The Daily Sceptic article only cites data from one area in Greenland; however, there are studies which used more proxies and methods to reduce uncertainty. For example, a study by Kaufman et al. (2020) used 679 proxy sites (Figure 2) and five different statistical methods when reconstructing global mean surface temperatures (GMST) for the last 12,000 years[5].  This multi-method approach helped the researchers create an ensemble of global temperature reconstructions that account for the uncertainties of the different methods. By increasing the number of samples and locations they analyze, researchers also have greater confidence that the results better represent global changes, rather than local changes.

Figure 2 – Locations of the 679 proxy data sites (green dots) for the 12,000 year temperature reconstruction. Source: Kaufman et al. (2020)[5]

The Kaufman et al. (2020) study indicated that there were periods of cooling and fluctuation over the last 12,000 years (Holocene); however, it also showed a modern rise in global warming[5]. As the authors explain, “The distribution of peak global temperatures during the Holocene can also be compared with recent temperatures. The GMST of the past decade (2011–2019) averaged 1°C higher than 1850–1900. For 80% of the ensemble members, no 200-year interval during the past 12,000 years exceeded the warmth of the most recent decade.”[5] The results of this study (Figure 3) show that a rising global warming trend began in the industrial era and has continued to the present day.

Figure 3 – Global mean surface temperature over 12,000 years using multiple reconstruction methods. The fine black line shows instrumental data collected from 1900 to 2010. The smaller inset graph shows the most recent 2000 years of data. Source: Kaufman et al. (2020)[5]

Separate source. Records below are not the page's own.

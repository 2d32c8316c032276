//! Sample types matching the remote endpoints
//!
//! Time endpoint (only the consumed fields are listed):
//! ```json
//! {"month": 6, "day": 14, "hour": 17, "minute": 30, "seconds": 12, "dayOfWeek": "Friday"}
//! ```
//!
//! Text endpoint:
//! ```json
//! {"affirmation": "You are doing great"}
//! ```

use core::fmt::{self, Write as FmtWrite};

use heapless::String;
use log::debug;
use serde::de::{self, Deserializer, Visitor};
use serde::Deserialize;

use crate::config::time_of_day_ms;
use crate::fetch::FetchError;

/// Maximum day-of-week name length ("Wednesday")
pub const MAX_WEEKDAY_LEN: usize = 12;

/// Maximum message length we scroll
pub const MAX_MESSAGE_LEN: usize = 160;

/// Scratch space for unescaping one JSON string, before truncation
const UNESCAPE_BUF_SIZE: usize = 512;

/// Short text shown by the carousel
pub type MessageText = String<MAX_MESSAGE_LEN>;

/// Two-character, zero-padded field as shown on the panel
pub type FieldText = String<2>;

/// One wall-clock observation from the time endpoint
#[derive(Debug, Clone, PartialEq, Eq, Deserialize)]
pub struct TimeSample {
    pub day: u8,
    pub month: u8,
    pub hour: u8,
    pub minute: u8,
    #[serde(rename = "seconds")]
    pub second: u8,
    #[serde(rename = "dayOfWeek")]
    pub day_of_week: String<MAX_WEEKDAY_LEN>,
}

impl TimeSample {
    /// Milliseconds since local midnight
    pub fn time_of_day_ms(&self) -> u32 {
        time_of_day_ms(self.hour, self.minute, self.second)
    }

    /// Saturday and Sunday both start with 'S'
    pub fn is_weekend(&self) -> bool {
        self.day_of_week.starts_with('S')
    }

    fn validate(self) -> Result<Self, FetchError> {
        let in_range = (1..=31).contains(&self.day)
            && (1..=12).contains(&self.month)
            && self.hour < 24
            && self.minute < 60
            && self.second < 60;
        if in_range { Ok(self) } else { Err(FetchError::OutOfRange) }
    }
}

#[derive(Deserialize)]
struct Affirmation {
    #[serde(deserialize_with = "truncated_message")]
    affirmation: MessageText,
}

/// Keeps as many whole characters as fit in a [`MessageText`]
struct TruncatingVisitor;

impl Visitor<'_> for TruncatingVisitor {
    type Value = MessageText;

    fn expecting(&self, f: &mut fmt::Formatter) -> fmt::Result {
        f.write_str("a string")
    }

    fn visit_str<E: de::Error>(self, value: &str) -> Result<MessageText, E> {
        let mut text = MessageText::new();
        for c in value.chars() {
            if text.push(c).is_err() {
                debug!("Message truncated to {} of {} bytes", text.len(), value.len());
                break;
            }
        }
        Ok(text)
    }
}

fn truncated_message<'de, D: Deserializer<'de>>(deserializer: D) -> Result<MessageText, D::Error> {
    deserializer.deserialize_str(TruncatingVisitor)
}

fn json_error(e: serde_json_core::de::Error) -> FetchError {
    match e {
        serde_json_core::de::Error::EscapedStringIsTooLong => FetchError::BufferTooSmall,
        _ => FetchError::Json,
    }
}

/// Parse a time endpoint body
pub fn parse_time_sample(json: &str) -> Result<TimeSample, FetchError> {
    let mut unescaped = [0u8; UNESCAPE_BUF_SIZE];
    serde_json_core::from_str_escaped::<TimeSample>(json, &mut unescaped)
        .map(|(sample, _)| sample)
        .map_err(json_error)?
        .validate()
}

/// Parse a text endpoint body
///
/// Escapes are decoded. Text longer than [`MAX_MESSAGE_LEN`] bytes is cut at
/// the last whole character that fits.
pub fn parse_message(json: &str) -> Result<MessageText, FetchError> {
    let mut unescaped = [0u8; UNESCAPE_BUF_SIZE];
    serde_json_core::from_str_escaped::<Affirmation>(json, &mut unescaped)
        .map(|(body, _)| body.affirmation)
        .map_err(json_error)
}

/// Render a numeric field as shown on the panel ("7" -> "07")
pub fn two_digits(value: u8) -> FieldText {
    let mut text = FieldText::new();
    // Values are validated below 100, so two characters always fit
    let _ = write!(text, "{:02}", value % 100);
    text
}
#![no_std]

extern crate alloc;

pub mod framebuffer;
pub mod panel;
pub mod platform;
pub mod transport;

Kaufman et al. (2020) explain that the comparisons they made between 200-year intervals of the Holocene and modern warming are conservative in the context of IPCC projections, which indicate that temperatures are likely to rise higher than 1°C above pre-industrial temperatures in the next century[5]. They then explain that the IPCC projections give a better comparison between warming in recent decades and the temperatures in the Holocene reconstructions.

A number of other studies have also shown evidence that modern global warming trends are unusual compared to past variations. According to The Intergovernmental Panel on Climate Change (IPCC), the world’s leading authority on climate science, the last 1000 years of temperature data and their methods of reconstruction have been well-studied[6]. One of the studies the IPCC refers to, PAGES 2K Consortium (2019), explains that “the largest warming trends at timescales of 20 years and longer occur during the second half of the twentieth century, highlighting the unusual character of the warming in recent decades.”[7]

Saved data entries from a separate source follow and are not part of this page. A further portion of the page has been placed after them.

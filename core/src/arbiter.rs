//! Exclusive access to the shared LED surface
//!
//! Every "clear region, position, write" sequence runs under one lock that
//! covers the whole panel. Waiting is unbounded and unfair: the carousel
//! takes the lock once per animation frame, the clock once per changed field,
//! and either may go first.

use embassy_sync::blocking_mutex::raw::RawMutex;
use embassy_sync::mutex::{Mutex, MutexGuard};
use embedded_graphics::primitives::Rectangle;

use crate::render::{self, Surface};

/// Scoped acquisition of the surface; dropping it releases the panel
pub type SurfaceGuard<'a, M, D> = MutexGuard<'a, M, D>;

pub struct DisplayArbiter<M: RawMutex, D> {
    surface: Mutex<M, D>,
}

impl<M: RawMutex, D> DisplayArbiter<M, D> {
    pub const fn new(surface: D) -> Self {
        Self {
            surface: Mutex::new(surface),
        }
    }

    /// Hold the whole surface until the guard is dropped
    pub async fn acquire(&self) -> SurfaceGuard<'_, M, D> {
        self.surface.lock().await
    }

    pub fn into_inner(self) -> D {
        self.surface.into_inner()
    }
}

impl<M: RawMutex, D: Surface> DisplayArbiter<M, D> {
    /// Clear `region`, run `draw` on the surface, release
    ///
    /// The lock is released on every exit path of `draw`, including early
    /// returns, because it lives in the guard.
    pub async fn with_exclusive_access<R>(&self, region: Rectangle, draw: impl FnOnce(&mut D) -> R) -> R {
        let mut surface = self.acquire().await;
        render::clear(&mut *surface, region);
        draw(&mut surface)
    }
}

#[cfg(test)]
mod tests {
    use super::*;
    use crate::render::{BLACK, YELLOW};
    use crate::testing::surface;
    use embassy_futures::block_on;
    use embassy_futures::join::join;
    use embassy_sync::blocking_mutex::raw::NoopRawMutex;
    use embedded_graphics::mock_display::MockDisplay;
    use embedded_graphics::pixelcolor::Rgb565;
    use embedded_graphics::prelude::*;

    #[test]
    fn test_region_is_cleared_before_drawing() {
        let mut display = surface();
        // Leftover pixel inside the region, and one outside it
        Pixel(Point::new(2, 2), YELLOW).draw(&mut display).unwrap();
        Pixel(Point::new(20, 2), YELLOW).draw(&mut display).unwrap();

        let arbiter: DisplayArbiter<NoopRawMutex, _> = DisplayArbiter::new(display);
        let region = Rectangle::new(Point::zero(), Size::new(12, 8));
        let seen = block_on(arbiter.with_exclusive_access(region, |d| d.get_pixel(Point::new(2, 2))));

        assert_eq!(seen, Some(BLACK));
        let display = arbiter.into_inner();
        assert_eq!(display.get_pixel(Point::new(20, 2)), Some(YELLOW));
    }

    #[test]
    fn test_sequences_do_not_interleave() {
        let arbiter: DisplayArbiter<NoopRawMutex, MockDisplay<Rgb565>> = DisplayArbiter::new(surface());
        let log = core::cell::RefCell::new(heapless::Vec::<u8, 8>::new());

        let first = async {
            let _guard = arbiter.acquire().await;
            log.borrow_mut().push(1).unwrap();
            // Yield while holding the lock; the other sequence must not run
            embassy_futures::yield_now().await;
            log.borrow_mut().push(2).unwrap();
        };
        let second = arbiter.with_exclusive_access(Rectangle::zero(), |_| {
            log.borrow_mut().push(3).unwrap();
        });
        block_on(join(first, second));

        assert_eq!(log.borrow().as_slice(), &[1, 2, 3]);
    }

    #[test]
    fn test_lock_released_after_early_return() {
        let arbiter: DisplayArbiter<NoopRawMutex, MockDisplay<Rgb565>> = DisplayArbiter::new(surface());
        let region = Rectangle::new(Point::zero(), Size::new(4, 4));
        let result: Result<(), ()> = block_on(arbiter.with_exclusive_access(region, |_| Err(())));
        assert!(result.is_err());
        // A second acquisition would hang if the first had leaked
        block_on(arbiter.with_exclusive_access(region, |_| ()));
    }
}
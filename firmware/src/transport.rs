//! HTTPS GET over embassy-net with reqwless
//!
//! One connection per request, TLS without certificate verification. The
//! fetch owner is the only caller, so the TLS buffers are owned here.

use alloc::boxed::Box;
use embassy_net::dns::DnsSocket;
use embassy_net::tcp::client::TcpClient;
use log::{debug, warn};
use matrix_clock_core::fetch::{FetchError, Transport};
use reqwless::client::{HttpClient, TlsConfig, TlsVerify};
use reqwless::request::Method;

/// TLS buffer sizes
pub const TLS_READ_BUF_SIZE: usize = 16640;
pub const TLS_WRITE_BUF_SIZE: usize = 4096;

/// Sockets and buffers per connection
pub const TCP_SOCKETS: usize = 1;
pub const TCP_BUF_SIZE: usize = 4096;

pub type Tcp = TcpClient<'static, TCP_SOCKETS, TCP_BUF_SIZE, TCP_BUF_SIZE>;

pub struct HttpsTransport {
    tcp: &'static Tcp,
    dns: &'static DnsSocket<'static>,
    // Allocate TLS buffers on the heap to save stack
    tls_read_buf: Box<[u8; TLS_READ_BUF_SIZE]>,
    tls_write_buf: Box<[u8; TLS_WRITE_BUF_SIZE]>,
    seed: u64,
}

impl HttpsTransport {
    pub fn new(tcp: &'static Tcp, dns: &'static DnsSocket<'static>, seed: u64) -> Self {
        Self {
            tcp,
            dns,
            tls_read_buf: Box::new([0u8; TLS_READ_BUF_SIZE]),
            tls_write_buf: Box::new([0u8; TLS_WRITE_BUF_SIZE]),
            seed,
        }
    }
}

impl Transport for HttpsTransport {
    async fn get<'b>(&mut self, url: &str, buf: &'b mut [u8]) -> Result<&'b [u8], FetchError> {
        // Fresh seed per handshake
        self.seed = self.seed.wrapping_mul(6364136223846793005).wrapping_add(1442695040888963407);
        let tls = TlsConfig::new(
            self.seed,
            &mut self.tls_read_buf[..],
            &mut self.tls_write_buf[..],
            TlsVerify::None,
        );
        let mut client = HttpClient::new_with_tls(self.tcp, self.dns, tls);

        let mut request = client.request(Method::GET, url).await.map_err(|e| {
            warn!("Connecting to {} failed: {:?}", url, e);
            FetchError::Transport
        })?;
        let response = request.send(buf).await.map_err(|e| {
            warn!("Request to {} failed: {:?}", url, e);
            FetchError::Transport
        })?;

        if !response.status.is_successful() {
            return Err(FetchError::Status(response.status.0));
        }

        let body = response.body().read_to_end().await.map_err(|e| match e {
            reqwless::Error::BufferTooSmall => FetchError::BufferTooSmall,
            e => {
                warn!("Reading body from {} failed: {:?}", url, e);
                FetchError::Transport
            }
        })?;
        debug!("Received {} bytes from {}", body.len(), url);
        Ok(body)
    }
}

Rising CO2 Has Driven Global Warming, Not Solar Cycle Variability

The Daily Sceptic article also claimed that a lack of global warming signal from the data he provided “could be explained by the fact that the relationship of carbon dioxide to global temperature is logarithmic and above a certain concentration there is minimal direct impact relative to solar cycles.” However, this claim is inconsistent with available evidence. In fact, Science Feedback has done several investigations of similar claims about solar influence on climate change, a sample of which are linked below:

These reviews provide several lines of evidence that solar activity is not driving the rise in global temperatures. For example, one review explains that if the Sun were driving global warming, we should see temperatures rising at the surface of the Earth and throughout the Earth’s atmosphere. Instead, the data show Earth’s surface heating up, while the layers of the atmosphere are changing variably–lower altitudes heating, and higher altitudes cooling[8]. Another review found that the rate and magnitude of modern global warming is too high to be caused by solar variations[9].

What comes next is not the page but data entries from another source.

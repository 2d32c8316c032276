//! Test doubles shared by the unit tests

use core::cell::{Cell, RefCell};
use std::collections::VecDeque;
use std::vec::Vec;

use embassy_time::{Duration, Instant};
use embedded_graphics::mock_display::MockDisplay;
use embedded_graphics::pixelcolor::Rgb565;

use crate::fetch::{FetchError, SampleSource, Transport};
use crate::night::Hibernate;
use crate::sample::{MessageText, TimeSample};
use crate::timebase::Timebase;

/// Time base whose sleeps advance the clock and complete on the next poll
pub struct FakeTimebase {
    now_ms: Cell<u64>,
    slept: RefCell<Vec<Duration>>,
}

impl FakeTimebase {
    pub fn new() -> Self {
        Self {
            now_ms: Cell::new(0),
            slept: RefCell::new(Vec::new()),
        }
    }

    pub fn advance(&self, duration: Duration) {
        self.now_ms.set(self.now_ms.get() + duration.as_millis());
    }

    pub fn slept(&self) -> Vec<Duration> {
        self.slept.borrow().clone()
    }
}

impl Timebase for FakeTimebase {
    fn now(&self) -> Instant {
        Instant::from_millis(self.now_ms.get())
    }

    async fn sleep(&self, duration: Duration) {
        self.slept.borrow_mut().push(duration);
        self.advance(duration);
        // Let other workers run, as a real timer would
        embassy_futures::yield_now().await;
    }
}

/// Transport answering from a per-URL script
pub struct CannedTransport {
    script: VecDeque<(&'static str, Result<&'static str, FetchError>)>,
    requested: Vec<&'static str>,
}

impl CannedTransport {
    pub fn new() -> Self {
        Self {
            script: VecDeque::new(),
            requested: Vec::new(),
        }
    }

    pub fn push(&mut self, url: &'static str, reply: Result<&'static str, FetchError>) {
        self.script.push_back((url, reply));
    }

    pub fn requested(&self) -> &[&'static str] {
        &self.requested
    }
}

impl Transport for CannedTransport {
    async fn get<'b>(&mut self, url: &str, buf: &'b mut [u8]) -> Result<&'b [u8], FetchError> {
        let (expected, reply) = self.script.pop_front().expect("unexpected fetch");
        assert_eq!(expected, url);
        self.requested.push(expected);
        let body = reply?;
        let len = body.len();
        if len > buf.len() {
            return Err(FetchError::BufferTooSmall);
        }
        buf[..len].copy_from_slice(body.as_bytes());
        Ok(&buf[..len])
    }
}

/// Sample source answering from scripts, without a broker
pub struct ScriptedSource {
    times: RefCell<VecDeque<Result<TimeSample, FetchError>>>,
    messages: RefCell<VecDeque<Result<MessageText, FetchError>>>,
}

impl ScriptedSource {
    pub fn new() -> Self {
        Self {
            times: RefCell::new(VecDeque::new()),
            messages: RefCell::new(VecDeque::new()),
        }
    }

    pub fn push_time(&self, reply: Result<TimeSample, FetchError>) {
        self.times.borrow_mut().push_back(reply);
    }

    pub fn push_message(&self, reply: Result<&str, FetchError>) {
        let reply = reply.map(|text| MessageText::try_from(text).expect("message too long"));
        self.messages.borrow_mut().push_back(reply);
    }
}

impl SampleSource for ScriptedSource {
    async fn fetch_time(&self) -> Result<TimeSample, FetchError> {
        self.times.borrow_mut().pop_front().unwrap_or(Err(FetchError::Transport))
    }

    async fn fetch_message(&self) -> Result<MessageText, FetchError> {
        self.messages.borrow_mut().pop_front().unwrap_or(Err(FetchError::Transport))
    }
}

/// Records the requested wake delay instead of suspending
#[derive(Default)]
pub struct RecordingHibernator {
    pub requested: Option<Duration>,
}

impl Hibernate for RecordingHibernator {
    fn hibernate(&mut self, wake_after: Duration) {
        self.requested = Some(wake_after);
    }
}

/// Build a sample without going through JSON
pub fn sample(day: u8, month: u8, hour: u8, minute: u8, second: u8, weekday: &str) -> TimeSample {
    TimeSample {
        day,
        month,
        hour,
        minute,
        second,
        day_of_week: heapless::String::try_from(weekday).expect("weekday too long"),
    }
}

/// Mock display that tolerates the clears and off-screen text real drawing does
pub fn surface() -> MockDisplay<Rgb565> {
    let mut display = MockDisplay::new();
    display.set_allow_overdraw(true);
    display.set_allow_out_of_bounds_drawing(true);
    display
}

The physics of both solar cycle variation and atmospheric CO2 are well understood. The IPCC explained that solar activity from the late 19th century to present was not exceptional compared to the last 9,000 years[6]. The IPCC also compared observed temperature changes to models that accounted for both human and natural influences (Figure 4).  As shown below, in both the observed data and simulated cases, the addition of human drivers–such as CO2 emissions–lead to a greater rise in global temperatures.

Figure 4 – Observed and simulated changes in global surface temperature from 1850 to 2020. The black line represents 170 years of observed and averaged data and is compared to Coupled Model Intercomparison Project Phase 6 (CMIP6) climate model simulations. The brown area represents the temperature response to both human and natural drivers and the green area to only natural drivers (solar and volcanic activity). Solid colored lines represent the averages, and the shaded areas represent the very likely range for the models. Source: IPCC (2021)[6]

After reviewing the Daily Sceptic article’s claim about solar variability, Dr. Joanna Haigh provided the following comment: “He [the author] does not define ‘solar cycle’, normally used to refer to [the] 11-year activity cycle; he presumably means longer term solar activity which is currently declining so [it] can’t explain recent global warming.” And in response to the article’s claim of diminishing CO2 impacts, Dr. Haigh commented “Fig.6 in the paper [Zhong and Haigh (2013)] shows logarithmic response in radiative forcing of temperature to CO2 increase – but still rising. In that paper we used 389 ppm [parts per million] as [the] current CO2 concentration. It is now 425 ppm – higher than for millions of years and rising unremittingly.” Dr. Haigh’s explanation highlights that atmospheric CO2 concentration is increasing, and despite the response being logarithmic, global temperatures are, and will continue, rising with increasing CO2 (Figure 5).

Figure 5 – Radiative Forcing of CO2 (relative to the atmospheric CO2 concentration of 389 ppm–the concentration at the time of the study). Source: Zhong and Haigh (2013)[10] 

In other words, the study shows that radiative forcing–the effect of Earth’s atmosphere receiving more energy from solar radiation that it emits back out to space–lessens gradually with increasing CO2 concentrations, but remains positive[10]. The Zhong and Haigh (2013) paper concludes that as CO2 increases in the atmosphere, there is no saturation point at which it will no longer cause radiative forcing–therefore, it will continue to be a factor in global warming.



As shown above, the claims that the Daily Sceptic article made about Greenland temperature trends, global warming signals, CO2, and solar cycles are incorrect and unsupported. Scientific evidence on these subjects shows the following: temperatures in Greenland and around the world are rising, the primary driver is increasing atmospheric CO2 from human emissions, and solar variation has had no significant effect on rising modern global temperatures. Although the response is logarithmic, as CO2 concentrations increase, so will global temperatures. This is evident based on climate models and the physics of CO2, which are well understood. After analyzing and modeling the drivers of climate change, the IPCC found no evidence that solar variation can account for the rising trend of global temperatures. Several studies, which reviewed up to 10,000 years of climate proxy data, show that the current rate of global warming is unusual compared to past natural variations.



Note: Scientists comments were lightly edited for clarity (i.e., information was added in brackets for context and minor punctuation changes were made).